What to produce:
The count of lines below that include the string "bool" is the whole answer; write it alone.

(Data records)
--- START ---

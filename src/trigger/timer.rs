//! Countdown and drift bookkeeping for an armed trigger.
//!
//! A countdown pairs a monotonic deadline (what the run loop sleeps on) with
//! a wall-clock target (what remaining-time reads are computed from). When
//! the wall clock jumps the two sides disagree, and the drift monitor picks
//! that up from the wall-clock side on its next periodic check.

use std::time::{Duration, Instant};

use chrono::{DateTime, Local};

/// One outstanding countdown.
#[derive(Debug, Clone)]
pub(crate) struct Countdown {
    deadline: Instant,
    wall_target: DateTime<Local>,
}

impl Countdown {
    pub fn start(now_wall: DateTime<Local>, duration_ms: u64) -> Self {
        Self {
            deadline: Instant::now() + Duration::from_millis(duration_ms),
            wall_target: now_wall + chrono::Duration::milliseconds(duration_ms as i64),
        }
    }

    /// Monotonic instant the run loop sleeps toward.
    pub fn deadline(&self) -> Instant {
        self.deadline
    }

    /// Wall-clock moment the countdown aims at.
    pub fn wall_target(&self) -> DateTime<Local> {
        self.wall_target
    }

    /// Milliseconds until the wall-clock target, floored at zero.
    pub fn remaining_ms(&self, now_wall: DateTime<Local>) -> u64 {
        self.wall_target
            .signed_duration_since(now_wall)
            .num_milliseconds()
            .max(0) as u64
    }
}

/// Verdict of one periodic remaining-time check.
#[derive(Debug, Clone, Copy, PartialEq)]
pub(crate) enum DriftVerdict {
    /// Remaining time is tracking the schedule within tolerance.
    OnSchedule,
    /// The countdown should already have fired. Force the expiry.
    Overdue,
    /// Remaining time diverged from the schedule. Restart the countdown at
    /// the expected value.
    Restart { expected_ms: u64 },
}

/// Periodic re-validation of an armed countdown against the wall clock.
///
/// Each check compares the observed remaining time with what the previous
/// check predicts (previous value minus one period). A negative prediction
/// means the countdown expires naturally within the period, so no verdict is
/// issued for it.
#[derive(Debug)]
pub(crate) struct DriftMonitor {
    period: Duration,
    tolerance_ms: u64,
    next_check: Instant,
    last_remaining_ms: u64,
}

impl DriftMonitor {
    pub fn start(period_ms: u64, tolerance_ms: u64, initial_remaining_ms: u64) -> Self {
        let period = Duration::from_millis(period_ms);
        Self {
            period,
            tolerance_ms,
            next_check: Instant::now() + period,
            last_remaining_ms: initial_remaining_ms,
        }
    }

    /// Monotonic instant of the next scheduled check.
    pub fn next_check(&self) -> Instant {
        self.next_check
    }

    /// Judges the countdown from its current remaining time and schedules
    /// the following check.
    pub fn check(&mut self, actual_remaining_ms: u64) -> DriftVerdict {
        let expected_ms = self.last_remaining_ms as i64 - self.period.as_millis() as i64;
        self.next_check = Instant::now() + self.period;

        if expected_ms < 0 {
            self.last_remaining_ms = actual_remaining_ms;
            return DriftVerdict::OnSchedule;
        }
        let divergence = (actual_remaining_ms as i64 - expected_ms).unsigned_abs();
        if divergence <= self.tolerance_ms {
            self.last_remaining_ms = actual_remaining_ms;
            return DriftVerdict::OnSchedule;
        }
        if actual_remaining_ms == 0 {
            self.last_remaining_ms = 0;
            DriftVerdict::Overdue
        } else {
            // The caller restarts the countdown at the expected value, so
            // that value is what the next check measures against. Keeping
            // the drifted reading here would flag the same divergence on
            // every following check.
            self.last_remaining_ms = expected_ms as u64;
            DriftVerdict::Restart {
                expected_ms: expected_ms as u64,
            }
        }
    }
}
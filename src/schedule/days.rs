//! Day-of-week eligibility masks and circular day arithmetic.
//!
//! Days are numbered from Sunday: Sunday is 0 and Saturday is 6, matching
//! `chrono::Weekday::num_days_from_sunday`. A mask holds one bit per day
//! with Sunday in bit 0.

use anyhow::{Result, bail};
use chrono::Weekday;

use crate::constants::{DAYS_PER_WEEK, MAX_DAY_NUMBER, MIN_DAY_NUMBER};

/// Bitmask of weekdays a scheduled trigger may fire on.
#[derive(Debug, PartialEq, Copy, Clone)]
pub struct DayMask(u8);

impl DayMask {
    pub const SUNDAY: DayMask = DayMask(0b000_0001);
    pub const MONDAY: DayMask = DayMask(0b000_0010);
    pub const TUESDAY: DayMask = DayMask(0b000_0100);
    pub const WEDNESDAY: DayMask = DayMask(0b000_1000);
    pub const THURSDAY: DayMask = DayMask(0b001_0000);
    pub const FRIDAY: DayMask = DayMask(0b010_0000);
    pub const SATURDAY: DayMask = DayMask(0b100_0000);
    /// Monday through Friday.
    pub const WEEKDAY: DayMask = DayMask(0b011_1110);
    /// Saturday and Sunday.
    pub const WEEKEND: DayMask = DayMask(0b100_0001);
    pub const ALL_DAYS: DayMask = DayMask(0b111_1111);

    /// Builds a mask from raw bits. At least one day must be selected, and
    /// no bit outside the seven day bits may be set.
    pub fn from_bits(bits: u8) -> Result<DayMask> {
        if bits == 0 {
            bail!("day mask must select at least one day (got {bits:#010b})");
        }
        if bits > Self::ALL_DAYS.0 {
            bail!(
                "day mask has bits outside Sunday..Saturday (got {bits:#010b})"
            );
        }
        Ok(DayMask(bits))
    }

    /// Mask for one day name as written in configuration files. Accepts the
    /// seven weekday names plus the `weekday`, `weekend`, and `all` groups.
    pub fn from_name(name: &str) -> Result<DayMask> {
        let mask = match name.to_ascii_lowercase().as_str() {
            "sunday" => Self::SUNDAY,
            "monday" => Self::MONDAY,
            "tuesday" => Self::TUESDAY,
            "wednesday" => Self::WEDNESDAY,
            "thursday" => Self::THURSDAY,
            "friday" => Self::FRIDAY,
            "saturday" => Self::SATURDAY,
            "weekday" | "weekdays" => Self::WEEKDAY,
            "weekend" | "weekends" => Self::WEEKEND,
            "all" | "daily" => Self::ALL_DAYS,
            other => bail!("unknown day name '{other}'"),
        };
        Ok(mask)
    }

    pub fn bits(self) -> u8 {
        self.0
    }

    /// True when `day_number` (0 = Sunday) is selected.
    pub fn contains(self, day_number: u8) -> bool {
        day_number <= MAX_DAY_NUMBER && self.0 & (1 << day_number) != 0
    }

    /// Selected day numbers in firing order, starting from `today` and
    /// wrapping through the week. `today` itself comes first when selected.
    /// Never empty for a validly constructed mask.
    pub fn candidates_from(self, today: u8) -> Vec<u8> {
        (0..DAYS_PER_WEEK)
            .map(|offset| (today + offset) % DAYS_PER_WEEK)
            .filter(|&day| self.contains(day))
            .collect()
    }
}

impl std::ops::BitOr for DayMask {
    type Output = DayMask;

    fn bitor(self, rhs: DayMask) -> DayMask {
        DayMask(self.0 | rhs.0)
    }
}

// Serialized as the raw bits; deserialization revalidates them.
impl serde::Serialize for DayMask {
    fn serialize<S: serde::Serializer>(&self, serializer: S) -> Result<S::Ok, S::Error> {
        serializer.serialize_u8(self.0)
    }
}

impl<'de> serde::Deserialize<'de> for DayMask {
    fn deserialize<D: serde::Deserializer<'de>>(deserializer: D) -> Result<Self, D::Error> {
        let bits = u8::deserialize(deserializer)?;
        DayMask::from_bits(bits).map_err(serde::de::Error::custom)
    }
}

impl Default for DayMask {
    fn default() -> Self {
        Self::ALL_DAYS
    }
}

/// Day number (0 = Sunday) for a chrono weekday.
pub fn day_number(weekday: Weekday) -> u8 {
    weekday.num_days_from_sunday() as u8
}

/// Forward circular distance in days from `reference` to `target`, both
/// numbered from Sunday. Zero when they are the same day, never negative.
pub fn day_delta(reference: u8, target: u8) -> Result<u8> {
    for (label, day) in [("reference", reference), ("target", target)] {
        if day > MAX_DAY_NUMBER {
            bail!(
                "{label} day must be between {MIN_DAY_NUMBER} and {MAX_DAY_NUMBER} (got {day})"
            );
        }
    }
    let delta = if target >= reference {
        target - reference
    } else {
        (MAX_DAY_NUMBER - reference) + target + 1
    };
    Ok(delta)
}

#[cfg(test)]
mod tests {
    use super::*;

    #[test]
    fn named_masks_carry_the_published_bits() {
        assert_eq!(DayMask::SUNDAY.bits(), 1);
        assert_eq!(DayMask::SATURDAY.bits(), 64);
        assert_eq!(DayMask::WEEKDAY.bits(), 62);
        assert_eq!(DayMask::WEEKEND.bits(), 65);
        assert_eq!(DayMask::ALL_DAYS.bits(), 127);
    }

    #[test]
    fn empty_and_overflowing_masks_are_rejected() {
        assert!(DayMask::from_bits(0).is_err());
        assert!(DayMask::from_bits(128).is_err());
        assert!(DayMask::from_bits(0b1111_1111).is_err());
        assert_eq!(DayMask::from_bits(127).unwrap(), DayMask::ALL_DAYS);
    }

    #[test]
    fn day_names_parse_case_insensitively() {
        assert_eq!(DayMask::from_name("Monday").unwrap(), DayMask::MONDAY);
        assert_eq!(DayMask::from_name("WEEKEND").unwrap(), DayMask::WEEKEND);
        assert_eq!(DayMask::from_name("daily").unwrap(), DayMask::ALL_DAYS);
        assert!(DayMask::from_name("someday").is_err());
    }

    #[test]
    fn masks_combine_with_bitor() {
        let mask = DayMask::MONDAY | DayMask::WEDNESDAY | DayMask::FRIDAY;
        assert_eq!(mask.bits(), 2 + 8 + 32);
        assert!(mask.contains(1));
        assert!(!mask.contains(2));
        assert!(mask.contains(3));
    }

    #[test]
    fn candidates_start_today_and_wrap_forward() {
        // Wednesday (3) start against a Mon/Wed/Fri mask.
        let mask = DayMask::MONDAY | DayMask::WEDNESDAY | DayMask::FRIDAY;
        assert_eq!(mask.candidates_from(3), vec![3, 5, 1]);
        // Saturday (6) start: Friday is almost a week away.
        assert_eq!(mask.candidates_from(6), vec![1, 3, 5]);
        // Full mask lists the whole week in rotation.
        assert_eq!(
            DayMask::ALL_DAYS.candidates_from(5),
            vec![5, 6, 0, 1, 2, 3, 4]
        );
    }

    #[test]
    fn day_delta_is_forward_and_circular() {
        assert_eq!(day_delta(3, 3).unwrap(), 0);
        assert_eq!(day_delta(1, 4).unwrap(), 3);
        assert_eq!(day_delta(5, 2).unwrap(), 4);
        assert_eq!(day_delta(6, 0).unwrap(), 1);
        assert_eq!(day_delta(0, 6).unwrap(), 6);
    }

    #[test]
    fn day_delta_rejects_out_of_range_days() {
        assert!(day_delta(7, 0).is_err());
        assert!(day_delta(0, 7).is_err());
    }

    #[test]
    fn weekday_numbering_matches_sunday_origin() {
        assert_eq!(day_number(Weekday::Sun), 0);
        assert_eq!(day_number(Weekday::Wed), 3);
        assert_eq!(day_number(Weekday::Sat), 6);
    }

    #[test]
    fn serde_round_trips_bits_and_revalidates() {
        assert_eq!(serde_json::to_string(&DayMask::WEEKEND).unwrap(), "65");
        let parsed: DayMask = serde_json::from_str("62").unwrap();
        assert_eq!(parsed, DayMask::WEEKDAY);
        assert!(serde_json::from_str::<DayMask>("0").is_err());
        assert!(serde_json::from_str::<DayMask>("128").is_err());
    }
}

--- END ---
--- START ---

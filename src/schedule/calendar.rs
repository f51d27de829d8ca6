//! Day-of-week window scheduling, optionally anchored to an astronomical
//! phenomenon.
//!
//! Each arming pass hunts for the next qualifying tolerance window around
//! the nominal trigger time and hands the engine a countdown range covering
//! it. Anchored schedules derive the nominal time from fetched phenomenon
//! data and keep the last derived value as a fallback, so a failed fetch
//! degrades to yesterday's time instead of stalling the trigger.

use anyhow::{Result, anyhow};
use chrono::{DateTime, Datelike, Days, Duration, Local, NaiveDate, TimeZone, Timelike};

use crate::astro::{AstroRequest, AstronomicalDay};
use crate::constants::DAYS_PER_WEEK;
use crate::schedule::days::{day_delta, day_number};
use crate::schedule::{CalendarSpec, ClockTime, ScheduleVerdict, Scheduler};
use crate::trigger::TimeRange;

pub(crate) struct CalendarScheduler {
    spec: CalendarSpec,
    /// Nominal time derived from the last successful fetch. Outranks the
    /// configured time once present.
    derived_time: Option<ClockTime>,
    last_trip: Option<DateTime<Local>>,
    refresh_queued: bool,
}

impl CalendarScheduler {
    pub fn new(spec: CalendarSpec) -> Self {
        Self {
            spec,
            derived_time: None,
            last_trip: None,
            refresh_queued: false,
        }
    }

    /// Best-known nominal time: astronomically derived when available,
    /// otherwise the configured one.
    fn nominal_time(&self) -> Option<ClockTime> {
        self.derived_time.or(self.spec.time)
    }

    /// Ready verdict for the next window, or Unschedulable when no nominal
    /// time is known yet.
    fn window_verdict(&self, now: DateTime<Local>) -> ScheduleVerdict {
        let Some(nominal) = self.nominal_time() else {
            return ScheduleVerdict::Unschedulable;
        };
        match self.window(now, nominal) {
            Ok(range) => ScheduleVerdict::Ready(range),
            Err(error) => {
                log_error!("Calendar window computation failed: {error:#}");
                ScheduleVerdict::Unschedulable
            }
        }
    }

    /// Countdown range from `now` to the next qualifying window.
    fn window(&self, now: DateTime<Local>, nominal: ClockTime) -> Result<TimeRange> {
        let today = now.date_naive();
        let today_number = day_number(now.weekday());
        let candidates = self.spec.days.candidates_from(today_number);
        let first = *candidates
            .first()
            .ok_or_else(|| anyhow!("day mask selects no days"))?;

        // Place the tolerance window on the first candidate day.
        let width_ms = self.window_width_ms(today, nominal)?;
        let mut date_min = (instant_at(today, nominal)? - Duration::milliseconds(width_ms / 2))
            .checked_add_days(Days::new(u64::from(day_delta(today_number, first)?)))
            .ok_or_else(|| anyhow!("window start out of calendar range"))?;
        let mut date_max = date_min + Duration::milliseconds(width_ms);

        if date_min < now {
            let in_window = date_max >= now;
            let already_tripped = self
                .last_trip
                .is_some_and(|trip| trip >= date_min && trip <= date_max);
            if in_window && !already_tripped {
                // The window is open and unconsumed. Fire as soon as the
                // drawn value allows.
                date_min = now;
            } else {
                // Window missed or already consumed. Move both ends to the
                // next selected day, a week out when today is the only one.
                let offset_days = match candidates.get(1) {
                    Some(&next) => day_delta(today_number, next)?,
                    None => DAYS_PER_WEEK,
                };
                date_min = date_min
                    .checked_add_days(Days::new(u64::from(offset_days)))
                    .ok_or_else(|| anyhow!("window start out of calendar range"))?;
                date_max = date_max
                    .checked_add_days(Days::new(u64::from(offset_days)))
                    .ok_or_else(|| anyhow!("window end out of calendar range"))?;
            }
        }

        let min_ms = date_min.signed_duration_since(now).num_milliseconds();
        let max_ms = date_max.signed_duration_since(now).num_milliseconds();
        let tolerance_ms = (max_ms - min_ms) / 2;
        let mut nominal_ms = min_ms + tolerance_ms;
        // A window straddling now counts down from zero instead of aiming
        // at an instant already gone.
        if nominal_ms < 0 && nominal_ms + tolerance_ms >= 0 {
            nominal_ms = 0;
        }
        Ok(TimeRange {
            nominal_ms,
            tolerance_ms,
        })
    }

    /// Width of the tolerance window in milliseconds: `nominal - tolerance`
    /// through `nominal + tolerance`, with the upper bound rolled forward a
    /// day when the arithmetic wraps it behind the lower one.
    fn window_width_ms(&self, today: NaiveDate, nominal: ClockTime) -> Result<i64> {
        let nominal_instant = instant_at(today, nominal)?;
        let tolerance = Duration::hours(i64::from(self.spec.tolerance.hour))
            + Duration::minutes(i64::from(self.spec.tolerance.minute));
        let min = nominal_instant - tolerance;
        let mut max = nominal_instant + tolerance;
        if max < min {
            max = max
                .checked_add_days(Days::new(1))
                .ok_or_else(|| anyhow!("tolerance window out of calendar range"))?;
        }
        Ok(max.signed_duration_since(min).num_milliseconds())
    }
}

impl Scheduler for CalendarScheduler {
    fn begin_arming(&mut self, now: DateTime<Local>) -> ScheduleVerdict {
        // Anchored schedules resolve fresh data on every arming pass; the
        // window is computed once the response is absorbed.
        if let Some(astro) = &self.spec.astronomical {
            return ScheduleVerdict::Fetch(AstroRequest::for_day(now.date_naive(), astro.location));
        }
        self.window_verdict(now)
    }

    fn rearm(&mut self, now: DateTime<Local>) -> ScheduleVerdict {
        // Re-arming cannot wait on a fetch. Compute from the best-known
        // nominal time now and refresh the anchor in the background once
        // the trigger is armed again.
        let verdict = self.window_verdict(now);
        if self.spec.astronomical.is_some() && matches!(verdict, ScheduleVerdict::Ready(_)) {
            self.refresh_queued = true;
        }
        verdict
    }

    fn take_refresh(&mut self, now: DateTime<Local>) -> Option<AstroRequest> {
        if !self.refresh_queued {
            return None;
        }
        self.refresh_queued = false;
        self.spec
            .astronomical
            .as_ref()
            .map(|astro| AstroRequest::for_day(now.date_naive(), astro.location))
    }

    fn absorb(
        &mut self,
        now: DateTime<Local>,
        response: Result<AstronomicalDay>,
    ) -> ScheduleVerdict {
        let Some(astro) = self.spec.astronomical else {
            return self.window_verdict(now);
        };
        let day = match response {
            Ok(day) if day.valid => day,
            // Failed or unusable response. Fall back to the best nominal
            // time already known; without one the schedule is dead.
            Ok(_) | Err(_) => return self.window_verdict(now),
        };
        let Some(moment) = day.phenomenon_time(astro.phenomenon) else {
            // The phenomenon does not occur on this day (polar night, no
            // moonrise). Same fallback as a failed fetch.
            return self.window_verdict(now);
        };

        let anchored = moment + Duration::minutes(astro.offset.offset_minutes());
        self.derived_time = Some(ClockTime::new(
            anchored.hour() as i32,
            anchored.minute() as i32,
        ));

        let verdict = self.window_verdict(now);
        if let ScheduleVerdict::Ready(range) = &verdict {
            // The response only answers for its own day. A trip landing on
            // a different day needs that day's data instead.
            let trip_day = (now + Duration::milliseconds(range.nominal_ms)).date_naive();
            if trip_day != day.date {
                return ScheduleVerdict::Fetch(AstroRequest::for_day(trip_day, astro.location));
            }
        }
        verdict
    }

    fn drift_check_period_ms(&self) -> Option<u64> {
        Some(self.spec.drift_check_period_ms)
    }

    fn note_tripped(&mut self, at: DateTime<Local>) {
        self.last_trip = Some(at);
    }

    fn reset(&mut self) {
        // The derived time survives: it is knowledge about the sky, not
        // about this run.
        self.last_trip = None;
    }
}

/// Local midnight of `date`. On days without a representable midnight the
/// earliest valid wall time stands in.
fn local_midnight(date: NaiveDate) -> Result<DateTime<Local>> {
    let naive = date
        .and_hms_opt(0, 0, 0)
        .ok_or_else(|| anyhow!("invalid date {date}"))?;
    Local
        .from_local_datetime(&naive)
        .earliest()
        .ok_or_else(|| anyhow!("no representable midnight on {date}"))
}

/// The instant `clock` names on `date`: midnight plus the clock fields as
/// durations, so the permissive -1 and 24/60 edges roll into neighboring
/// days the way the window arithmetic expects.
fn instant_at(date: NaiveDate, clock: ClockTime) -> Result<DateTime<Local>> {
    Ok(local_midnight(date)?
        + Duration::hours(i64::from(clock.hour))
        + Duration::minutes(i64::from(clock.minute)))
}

--- END ---

Expected output:
2